[Collected data entries]
——————————

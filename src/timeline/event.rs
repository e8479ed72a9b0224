//! Canonical timeline event model
//!
//! Every source record that survives normalization becomes exactly one
//! [`Event`]. Events are immutable once built and live only for the
//! duration of one summary request.

use chrono::{DateTime, Utc};
use serde::{Deserialize, Serialize};

/// Kind of engagement an event represents.
///
/// Serialized in camelCase. Legacy names from older policy documents are
/// accepted as aliases.
#[derive(Debug, Clone, Copy, PartialEq, Eq, Hash, PartialOrd, Ord, Serialize, Deserialize)]
#[serde(rename_all = "camelCase")]
pub enum EventType {
    /// Lead record created (qualification milestone)
    #[serde(alias = "mqlCreated")]
    LeadCreated,
    /// Lead converted to an opportunity
    #[serde(alias = "mqlConverted")]
    LeadConverted,
    /// Lead marked not a fit / not ready
    #[serde(alias = "mqlRejected")]
    LeadRejected,
    /// Contact already sits on an open opportunity
    OpenOpportunityDetected,
    /// Opportunity moved between stages
    OpportunityStageChanged,
    /// Completed sales task
    TaskCompleted,
    /// Logged meeting
    MeetingLogged,
    /// Email message
    EmailEngagement,
    /// Marketing campaign membership
    CampaignTouch,
    /// Inbound request form submission
    #[serde(alias = "contactUsSubmitted")]
    InboundRequest,
}

impl EventType {
    /// All event types, in declaration order
    pub const ALL: [EventType; 10] = [
        EventType::LeadCreated,
        EventType::LeadConverted,
        EventType::LeadRejected,
        EventType::OpenOpportunityDetected,
        EventType::OpportunityStageChanged,
        EventType::TaskCompleted,
        EventType::MeetingLogged,
        EventType::EmailEngagement,
        EventType::CampaignTouch,
        EventType::InboundRequest,
    ];

    /// Lifecycle milestones exempt from the recency window.
    pub fn is_always(self) -> bool {
        matches!(
            self,
            EventType::LeadCreated
                | EventType::LeadConverted
                | EventType::LeadRejected
                | EventType::OpenOpportunityDetected
                | EventType::OpportunityStageChanged
        )
    }

    /// Wire name of the event type
    pub fn as_str(self) -> &'static str {
        match self {
            EventType::LeadCreated => "leadCreated",
            EventType::LeadConverted => "leadConverted",
            EventType::LeadRejected => "leadRejected",
            EventType::OpenOpportunityDetected => "openOpportunityDetected",
            EventType::OpportunityStageChanged => "opportunityStageChanged",
            EventType::TaskCompleted => "taskCompleted",
            EventType::MeetingLogged => "meetingLogged",
            EventType::EmailEngagement => "emailEngagement",
            EventType::CampaignTouch => "campaignTouch",
            EventType::InboundRequest => "inboundRequest",
        }
    }
}

impl std::fmt::Display for EventType {
    fn fmt(&self, f: &mut std::fmt::Formatter<'_>) -> std::fmt::Result {
        f.write_str(self.as_str())
    }
}

/// Importance tier of an event
#[derive(Debug, Clone, Copy, PartialEq, Eq, Hash, Default, Serialize, Deserialize)]
#[serde(rename_all = "lowercase")]
pub enum Importance {
    High,
    Medium,
    #[default]
    Low,
}

impl Importance {
    /// High and medium events count toward intent strength
    pub fn is_notable(self) -> bool {
        matches!(self, Importance::High | Importance::Medium)
    }
}

/// A normalized engagement event
#[derive(Debug, Clone, PartialEq, Serialize, Deserialize)]
#[serde(rename_all = "camelCase")]
pub struct Event {
    /// When the activity happened
    pub occurred_at: DateTime<Utc>,
    /// Originating system (e.g. `crm`, `marketing`)
    pub source_system: String,
    /// Originating object type
    pub source_object_type: String,
    /// Originating record identifier (internal, never rendered)
    pub source_object_id: String,
    /// Event type
    pub event_type: EventType,
    /// Short title
    pub title: String,
    /// Redacted, length-capped detail
    #[serde(default, skip_serializing_if = "Option::is_none")]
    pub detail: Option<String>,
    /// Importance tier
    pub importance: Importance,
}

impl Event {
    /// Minute bucket used for duplicate detection
    pub fn minute_bucket(&self) -> i64 {
        self.occurred_at.timestamp().div_euclid(60)
    }

    /// Duplicate-detection key: type, source record and minute
    pub fn dedupe_key(&self) -> (EventType, &str, i64) {
        (self.event_type, self.source_object_id.as_str(), self.minute_bucket())
    }
}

——————————

Task instructions:
Please show each line in the records above that contains "Hash".

Completed task:
#[derive(Debug, Clone, Copy, PartialEq, Eq, Hash, PartialOrd, Ord, Serialize, Deserialize)]
#[derive(Debug, Clone, Copy, PartialEq, Eq, Hash, Default, Serialize, Deserialize)]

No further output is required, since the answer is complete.